■ Work request
Counting task for the entries below: give the number of lines that contain the word "Debug", with no other text.

[[ Extracted data open ]]

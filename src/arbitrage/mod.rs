//! Arbitrage opportunity detection.

pub mod detector;

pub use detector::{detect, find_opportunities, Opportunity};
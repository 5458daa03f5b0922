//! Request handlers for the dashboard API.

use std::sync::atomic::Ordering;

use axum::extract::{Query, State};
use axum::http::StatusCode;
use axum::Json;
use serde::{Deserialize, Serialize};
use time::OffsetDateTime;
use tracing::error;

use crate::error::PersistenceError;
use crate::performance::CategoryPerformance;
use crate::position::Position;
use crate::storage::{TaskAction, TaskLogEntry};

use super::AppState;

const DEFAULT_TASK_LIMIT: usize = 50;

fn internal(err: PersistenceError) -> StatusCode {
    error!(error = %err, "Dashboard read failed");
    StatusCode::INTERNAL_SERVER_ERROR
}

/// Liveness probe.
pub async fn health() -> Json<serde_json::Value> {
    Json(serde_json::json!({ "status": "ok" }))
}

/// Readiness probe: 503 until the coordinator has resumed.
pub async fn ready(State(state): State<AppState>) -> StatusCode {
    if state.ready.load(Ordering::Acquire) {
        StatusCode::OK
    } else {
        StatusCode::SERVICE_UNAVAILABLE
    }
}

/// Prometheus exposition text.
pub async fn metrics_text(State(state): State<AppState>) -> String {
    state.metrics.as_ref().map(|h| h.render()).unwrap_or_default()
}

/// Top-level agent status.
#[derive(Debug, Serialize)]
pub struct StatusResponse {
    /// Seconds since process start.
    pub uptime_secs: i64,
    /// Non-terminal positions currently tracked.
    pub open_positions: usize,
    /// Opportunities detected across all categories.
    pub opportunities_found: u64,
    /// Positions resolved across all categories.
    pub resolved_count: u64,
    /// Journaled coordinator recoveries since the journal began.
    pub recoveries: usize,
}

/// GET /api/v1/status
pub async fn status(
    State(state): State<AppState>,
) -> Result<Json<StatusResponse>, StatusCode> {
    let open = state
        .repository
        .open_positions()
        .await
        .map_err(internal)?
        .len();
    let rows = state.performance.all().await.map_err(internal)?;
    let recoveries = state
        .journal
        .replay_since(None)
        .await
        .map_err(internal)?
        .iter()
        .filter(|e| e.action == TaskAction::Recover)
        .count();

    Ok(Json(StatusResponse {
        uptime_secs: (OffsetDateTime::now_utc() - state.started_at).whole_seconds(),
        open_positions: open,
        opportunities_found: rows.iter().map(|r| r.opportunities_found).sum(),
        resolved_count: rows.iter().map(|r| r.resolved_count).sum(),
        recoveries,
    }))
}

/// GET /api/v1/positions — all open positions.
pub async fn positions(
    State(state): State<AppState>,
) -> Result<Json<Vec<Position>>, StatusCode> {
    let open = state.repository.open_positions().await.map_err(internal)?;
    Ok(Json(open))
}

/// Query for task listing.
#[derive(Debug, Deserialize)]
pub struct TasksQuery {
    /// Maximum entries to return, newest first.
    pub limit: Option<usize>,
}

/// GET /api/v1/tasks — recent journal entries.
pub async fn tasks(
    State(state): State<AppState>,
    Query(query): Query<TasksQuery>,
) -> Result<Json<Vec<TaskLogEntry>>, StatusCode> {
    let entries = state
        .journal
        .recent(query.limit.unwrap_or(DEFAULT_TASK_LIMIT))
        .await
        .map_err(internal)?;
    Ok(Json(entries))
}

/// GET /api/v1/performance — per-category rows.
pub async fn performance(
    State(state): State<AppState>,
) -> Result<Json<Vec<CategoryPerformance>>, StatusCode> {
    let rows = state.performance.all().await.map_err(internal)?;
    Ok(Json(rows))
}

[[ Extracted data closed ]]

■ Output of the exercise
2